Building Faith….

Building Faith in Our Lives

I hope you will love today’s story as much as I do! Building faith in our lives does not always come easily or according to the time frame we determine. I am convinced that building faith is much like navigating a maze blindfolded. We know there is a path and we know there is a way to successfully get to the goal but we cannot see the end until we actually arrive there.

With a maze and with life – the point is to navigate the path using the best efforts we are capable of. And…with the assistance made available to us, we can make corrections and keep trying until we get it right! Building faith is not an easy task but the reward is well worth the effort!

Tell Them (Author Unknown)

Some 14 years ago, I stood watching my university students file into the classroom for our opening session in the theology of faith.

That was the day I first saw Tommy. He was combing his hair, which hung six inches below his shoulders. My quick judgment wrote him off as strange – very strange.

Tommy turned out to be my biggest challenge. He constantly objected to or smirked at the possibility of an unconditionally loving God. When he turned in his final exam at the end of the course, he asked in a slightly cynical tone, “Do you think I’ll ever find God?” “No,” I said emphatically. “Oh,” he responded. “I thought that was the product you were pushing.”

I let him get five steps from the door and then called out. “I don’t think you’ll ever find Him, but I am certain He will find you.” Tommy shrugged and left. I felt slightly disappointed that he had missed my clever line.

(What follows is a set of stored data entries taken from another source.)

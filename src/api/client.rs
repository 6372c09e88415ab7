//! Catalog API Client
//!
//! Fetches PokeAPI resources through the response cache. A cache hit is
//! treated exactly like re-fetching the same payload over the network.

use std::sync::Arc;

use reqwest::{Client, StatusCode};
use serde::de::DeserializeOwned;
use tracing::debug;

use crate::cache::ResponseCache;
use crate::error::{PokedexError, Result};
use crate::models::{LocationArea, LocationAreaPage, Pokemon};

/// Client for the catalog API with a shared response cache in front of it.
#[derive(Debug, Clone)]
pub struct ApiClient {
    http: Client,
    cache: Arc<ResponseCache>,
    base_url: String,
    page_size: usize,
}

impl ApiClient {
    /// Creates a new client rooted at `base_url`.
    ///
    /// # Arguments
    /// * `base_url` - API root such as `https://pokeapi.co/api/v2`
    /// * `cache` - Response cache shared with anything else hitting the same API
    pub fn new(base_url: impl Into<String>, cache: Arc<ResponseCache>) -> Self {
        Self::with_client(Client::new(), base_url, cache)
    }

    /// Creates a new client with a custom HTTP client.
    pub fn with_client(http: Client, base_url: impl Into<String>, cache: Arc<ResponseCache>) -> Self {
        Self {
            http,
            cache,
            base_url: base_url.into().trim_end_matches('/').to_string(),
            page_size: 20,
        }
    }

    /// Sets how many location areas a listing page holds.
    pub fn with_page_size(mut self, page_size: usize) -> Self {
        self.page_size = page_size;
        self
    }

    /// Returns the response cache backing this client.
    pub fn cache(&self) -> &ResponseCache {
        &self.cache
    }

    /// URL of the first page of the location area listing.
    pub fn first_page_url(&self) -> String {
        format!(
            "{}/location-area?offset=0&limit={}",
            self.base_url, self.page_size
        )
    }

    // == Fetch ==
    /// Returns the raw payload for `url`, from the cache when possible.
    ///
    /// On a miss the URL is fetched and a 200 body is cached under the exact
    /// URL string before being returned. Failed responses are never cached.
    ///
    /// # Errors
    /// * `Http` if the request or body read fails
    /// * `Status` if the server answers with anything but 200
    pub async fn fetch(&self, url: &str) -> Result<Vec<u8>> {
        if let Some(body) = self.cache.get(url).await {
            debug!("Cache hit: {}", url);
            return Ok(body);
        }
        debug!("Cache miss: {}", url);

        let response = self.http.get(url).send().await?;
        let status = response.status();
        if status != StatusCode::OK {
            return Err(PokedexError::Status {
                url: url.to_string(),
                status,
            });
        }

        let body = response.bytes().await?;
        self.cache.add(url, &body).await;
        Ok(body.to_vec())
    }

    /// Fetches `url` and decodes the JSON payload.
    async fn fetch_json<T: DeserializeOwned>(&self, url: &str) -> Result<T> {
        let body = self.fetch(url).await?;
        Ok(serde_json::from_slice(&body)?)
    }

    /// Fetches one page of the location area listing.
    ///
    /// `url` is either [`ApiClient::first_page_url`] or a `next`/`previous`
    /// link taken from an earlier page.
    pub async fn location_areas(&self, url: &str) -> Result<LocationAreaPage> {
        self.fetch_json(url).await
    }

    /// Fetches a single location area by name or id.
    pub async fn location_area(&self, name: &str) -> Result<LocationArea> {
        let url = format!("{}/location-area/{}", self.base_url, name);
        self.fetch_json(&url).await
    }

    /// Fetches a Pokemon by name or id.
    pub async fn pokemon(&self, name: &str) -> Result<Pokemon> {
        let url = format!("{}/pokemon/{}", self.base_url, name);
        self.fetch_json(&url).await
    }
}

Later I heard that Tommy had graduated, and I was grateful for that. Then came a sad report: Tommy had terminal cancer. Before I could search him out, he came to me. When he walked into my office, his body was badly wasted, and his long hair had fallen out because of chemotherapy. But his eyes were bright and his voice, for the first time, was firm.

“Tommy! I’ve thought about you so often. I heard you were very sick,” I blurted out.

“Oh, yes, very sick. I have cancer. It’s a matter of weeks.”

“Can you talk about it?”

“Sure. What would you like to know?”

“What’s it like to be only 24 and know that you’re dying?”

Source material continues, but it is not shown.